法に基づかない政治は、専制政治、独裁政治とかわらない。日本国民は、それでもよいという選択をしているように見える。民主主義というのは、危険な制度である。確かに政権を握っている政党は、自由と民主主義と正反対の政策を行う自由民主党である。多くの国民がこの政党に権力を任せるという選択を行っている、またそのトップであるスカが民主的な手続きを無視しても、支持する者が多いという現実。
1941年からの大日本帝国の対米英戦争は、国民の大半の支持の下に行われた。国民は正常な選択をする集団ではないということである。もちろん情報が流されなかったということもある。ラジオや新聞もまた大日本帝国の片棒を担ぐ、官製の広報機関と化していたから、生産力や軍事力からみればアメリカとの戦争では必ず負けるという報道は皆無であった。
学者たちも学問の自由は奪われ、下手なことを言えば治安維持法で牢獄にぶちこまれるという状況であった。
真実は力を持たなかった。
今も又、真実は力を持たない。そういう時代は、悲しいことに暗愚な権力者でも権力を振るうことが出来る。

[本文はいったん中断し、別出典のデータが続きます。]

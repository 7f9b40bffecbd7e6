//! Graceful two-way disconnect.
//!
//! ```text
//! initiator                                  peer
//!   lock sends
//!   DISCONNECT (confirmed) ───────────────▶  lock sends (remote-initiated run)
//!   drain unconfirmed  ◀── confirmation ───  drain unconfirmed
//!   PACKETS_PROCESSED ────────────────────▶  open rendezvous gate
//!   open rendezvous gate ◀─────────────────  PACKETS_PROCESSED
//!   close                                    close
//! ```
//!
//! At most one run per connection: whichever of a local `disconnect()` and
//! an incoming DISCONNECT starts first owns it, later callers wait for its
//! outcome. The whole sequence is bounded by the graceful disconnect timeout
//! and the socket is closed in every outcome.

use std::sync::atomic::Ordering;

use crate::error::{Result, SessionError};
use crate::protocol::{signatures, Packet};
use crate::session::connection::{Connection, ConnectionState, Lifetime};
use crate::sync::{Settled, Trip};

impl Connection {
    /// Disconnect gracefully. Resolves to whether both sides completed the
    /// rendezvous before the timeout, once the connection has fully settled
    /// into `Disconnected` and can be connected again.
    pub async fn disconnect(&self) -> bool {
        let lifetime = self.lifetime();
        if !lifetime.transport.is_connected() && !lifetime.rendezvous_started.load(Ordering::SeqCst) {
            // Already closed; let the receive loop finish the transition.
            if self.state() == ConnectionState::Connected {
                lifetime.settled.triggered().await;
            }
            return lifetime.graceful().unwrap_or(false);
        }
        let graceful = self.rendezvous(&lifetime, true).await;
        lifetime.settled.triggered().await;
        graceful
    }

    /// Run the drain-and-rendezvous sequence on `lifetime`'s socket.
    /// `announce` is false when the peer started it.
    pub(super) async fn rendezvous(&self, lifetime: &Lifetime, announce: bool) -> bool {
        if lifetime.rendezvous_started.swap(true, Ordering::SeqCst) {
            lifetime.rendezvous_done.triggered().await;
            return lifetime.graceful().unwrap_or(false);
        }

        if self.config.debug_log {
            tracing::debug!(connection_id = %self.id(), remote_initiated = !announce, "Disconnect rendezvous started");
        }

        let outcome = self.drain_and_meet(lifetime, announce).await;
        let graceful = match outcome {
            Ok(()) => true,
            Err(e) => {
                if e.is_disconnect() {
                    tracing::debug!(connection_id = %self.id(), "Peer went away during disconnect rendezvous");
                } else {
                    tracing::debug!(connection_id = %self.id(), error = %e, "Disconnect rendezvous incomplete");
                }
                false
            }
        };

        let graceful = *lifetime
            .graceful
            .lock()
            .expect("graceful mutex poisoned")
            .get_or_insert(graceful);

        lifetime.transport.close().await;
        lifetime.rendezvous_done.trigger();

        if self.config.debug_log {
            tracing::debug!(connection_id = %self.id(), graceful, "Disconnect rendezvous finished");
        }
        graceful
    }

    async fn drain_and_meet(&self, lifetime: &Lifetime, announce: bool) -> Result<()> {
        let deadline = self
            .deadline_for(lifetime, None)
            .timeout(self.config.graceful_disconnect_timeout())
            .build();
        let to_error = |trip: Trip| match trip {
            Trip::TimedOut => SessionError::Timeout("disconnect rendezvous"),
            other => other.into(),
        };

        let _guard = deadline.run(self.send_lock.lock()).await.map_err(to_error)?;
        let generation = self.unconfirmed.generation();

        if announce {
            let packet = Packet::internal(signatures::DISCONNECT.to_vec()).requiring_confirmation();
            self.unconfirmed.insert(packet.id());
            if let Err(e) = self.send_raw(lifetime, &packet).await {
                self.unconfirmed.remove(&packet.id());
                return Err(e);
            }
        }

        // Emptied by a teardown rather than by the peer's confirmations.
        if let Settled::Cleared = deadline
            .run(self.unconfirmed.wait_empty(generation))
            .await
            .map_err(to_error)?
        {
            return Err(deadline.tripped().map(to_error).unwrap_or(SessionError::NotConnected));
        }

        self.send_raw(lifetime, &Packet::internal(signatures::PACKETS_PROCESSED.to_vec()))
            .await?;

        deadline
            .run(lifetime.remote_processed.wait())
            .await
            .map_err(to_error)
    }
}
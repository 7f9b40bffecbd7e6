//! Session subsystem: connections, their protocols and the client facade.
//!
//! # Data Flow
//! ```text
//! net::FramedTransport
//!     → connection.rs (confirmations, session id, internal dispatch)
//!     → disconnect.rs (graceful rendezvous)
//!     → secure.rs (optional: handshake, payload encryption)
//!     → client.rs (distributor.rs buffer, event feed)
//!     → application (get_* / subscribe)
//! ```
//!
//! # Design Decisions
//! - Layers compose by wrapping, each implementing [`Link`]
//! - Events travel up through channels, never callbacks
//! - Every wait links the caller's cancellation with the link's disconnect

pub mod client;
pub mod connection;
mod disconnect;
pub mod distributor;
pub mod handle;
pub mod link;
pub mod secure;

pub use client::{Client, ClientEvent};
pub use connection::{Connection, ConnectionState};
pub use distributor::PacketDistributor;
pub use handle::PacketHandle;
pub use link::{Direction, Link, LinkEvent, LinkEvents, PacketOrder};
pub use secure::{EncryptionState, SecureConnection};
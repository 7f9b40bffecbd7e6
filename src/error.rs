//! Error taxonomy shared by every layer of a session.
//!
//! Transport faults (socket errors, short reads, end-of-stream) never leave
//! the transport as raw `io::Error`s; they are normalized into
//! [`SessionError::NotConnected`] and the owning connection is torn down.

use std::io;

use thiserror::Error;

use crate::serializer::SerializerError;
use crate::sync::Trip;

/// Errors surfaced by connections, listeners and their helpers.
#[derive(Debug, Error)]
pub enum SessionError {
    /// The operation requires an active connection, or a transport fault
    /// was reclassified as a disconnection.
    #[error("not connected")]
    NotConnected,

    /// A frame announced an invalid length or its payload was malformed.
    #[error("corrupt data: {0}")]
    CorruptData(String),

    /// A bounded wait expired.
    #[error("timed out waiting for {0}")]
    Timeout(&'static str),

    /// The encryption handshake was violated or failed verification.
    #[error("end-to-end handshake fault: {0}")]
    HandshakeFault(String),

    /// Name resolution produced no usable address.
    #[error("unable to resolve host {0}")]
    UnresolvedHost(String),

    /// A host string could not be parsed as `host:port`.
    #[error("invalid address: {0}")]
    InvalidAddress(String),

    /// The listener is closed.
    #[error("listener is not open")]
    NotListening,

    /// The caller's cancellation signal fired.
    #[error("operation cancelled")]
    Cancelled,

    /// The resource was torn down before or during the operation.
    #[error("resource disposed")]
    Disposed,

    /// The operation is not valid in the current lifecycle state.
    #[error("invalid state: {0}")]
    InvalidState(&'static str),

    /// Establishing the outbound TCP connection failed.
    #[error("connect failed: {0}")]
    Connect(#[source] io::Error),

    /// Binding a listening socket failed.
    #[error("failed to bind: {0}")]
    Bind(#[source] io::Error),

    /// Payload (de)serialization failed.
    #[error(transparent)]
    Serialization(#[from] SerializerError),
}

impl SessionError {
    /// Whether this error indicates the connection went away rather than a
    /// protocol or caller-side failure.
    pub fn is_disconnect(&self) -> bool {
        matches!(self, SessionError::NotConnected | SessionError::Disposed)
    }
}

impl From<Trip> for SessionError {
    fn from(trip: Trip) -> Self {
        match trip {
            Trip::Cancelled => SessionError::Cancelled,
            Trip::Disconnected => SessionError::NotConnected,
            Trip::Disposed => SessionError::Disposed,
            Trip::Closed => SessionError::NotListening,
            Trip::TimedOut => SessionError::Timeout("deadline"),
        }
    }
}

/// Result alias used throughout the crate.
pub type Result<T> = std::result::Result<T, SessionError>;
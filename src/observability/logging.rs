//! Structured logging.
//!
//! # Responsibilities
//! - Initialize the tracing subscriber once per process
//! - Honour `RUST_LOG` when set, otherwise the configured level

use tracing_subscriber::{layer::SubscriberExt, util::SubscriberInitExt, EnvFilter};

use crate::config::ObservabilityConfig;

/// Install the global subscriber. Returns `false` if one was already set.
pub fn init_logging(config: &ObservabilityConfig) -> bool {
    let filter = EnvFilter::try_from_default_env()
        .unwrap_or_else(|_| default_filter(&config.log_level).into());

    tracing_subscriber::registry()
        .with(filter)
        .with(tracing_subscriber::fmt::layer())
        .try_init()
        .is_ok()
}

fn default_filter(level: &str) -> String {
    format!("framelink={level},warn")
}

#[cfg(test)]
mod tests {
    use super::*;

    #[test]
    fn filter_scopes_level_to_crate() {
        assert_eq!(default_filter("debug"), "framelink=debug,warn");
    }

    #[test]
    fn second_init_is_harmless() {
        let config = ObservabilityConfig::default();
        init_logging(&config);
        assert!(!init_logging(&config));
    }
}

東条英機、彼は対米英戦争を開始した。しかしマリアナ諸島が米軍に占領され、日本の敗戦が確実となった時点で退陣。彼は「戦陣訓」をつくらせ、「生きて虜囚の辱めを受けず」という文言をそこに盛り込んだ。敗戦後、彼は自殺を図ったが急所をはずしたために「生きて虜囚」となった。無様な姿をさらしたのである。
スカの目を見れば、彼の人格がどういうものかがわかる。彼の目は人間を信じる目ではない。知性を持たない猜疑心の塊のような目だ。権力を求めて生き続けてきた者の目である。彼は権力を振るうために生きているような人物であり、中国の習近平やロシアのプーチンなどと肩を並べることができる。
さて日本学術会議の問題であるが、これを撤廃させるためには、大学の教員などが総力で抵抗する必要がある。
だがしかし、すでに大学は学長の専権が認められ、大学教員による自治的な側面はなくなっている。教員の人事でさえも、教授会はその権限を奪われ、学問的業績がない者が学長によって教授として任命されている。そういう事態に、大学教員の多くは抵抗しない。大日本帝国下の「大学の自治」のほうが、現在よりもずっとマシだった。
民間企業の職場で経営者が絶大な権力をもつように、学校でも、自治体でも、トップに権限が集中されるようになった。新自由主義は企業経営こそがあるべきすがたであるとされ、学校では「学校経営」、自治体では「自治体経営」とトップダウンの経営方式が「正しい」とされ今に至っている。
そうなると、官僚やメディア関係者が権力者におべっかを使いゴマをするように、どこでもそういう人間が増え、彼らがさらに権力者を横柄にし、増長させている。
こういう社会に未来はない。
日本社会は、あらゆる点で国際ランクが下がっている。そういうことが報じられないし、「ニッポンはすばらしい」というテレビ番組があるが故に、国民は井の中の蛙となって満足している。しかしその蛙は「茹でガエル」であって、「熱い!!」といってそこから飛び出るか、それとも気がつかずに死ぬまで茹でられ続けるか、おそらく後者であるだろう。
未来は、いま生きている者が創り出すものだと思う。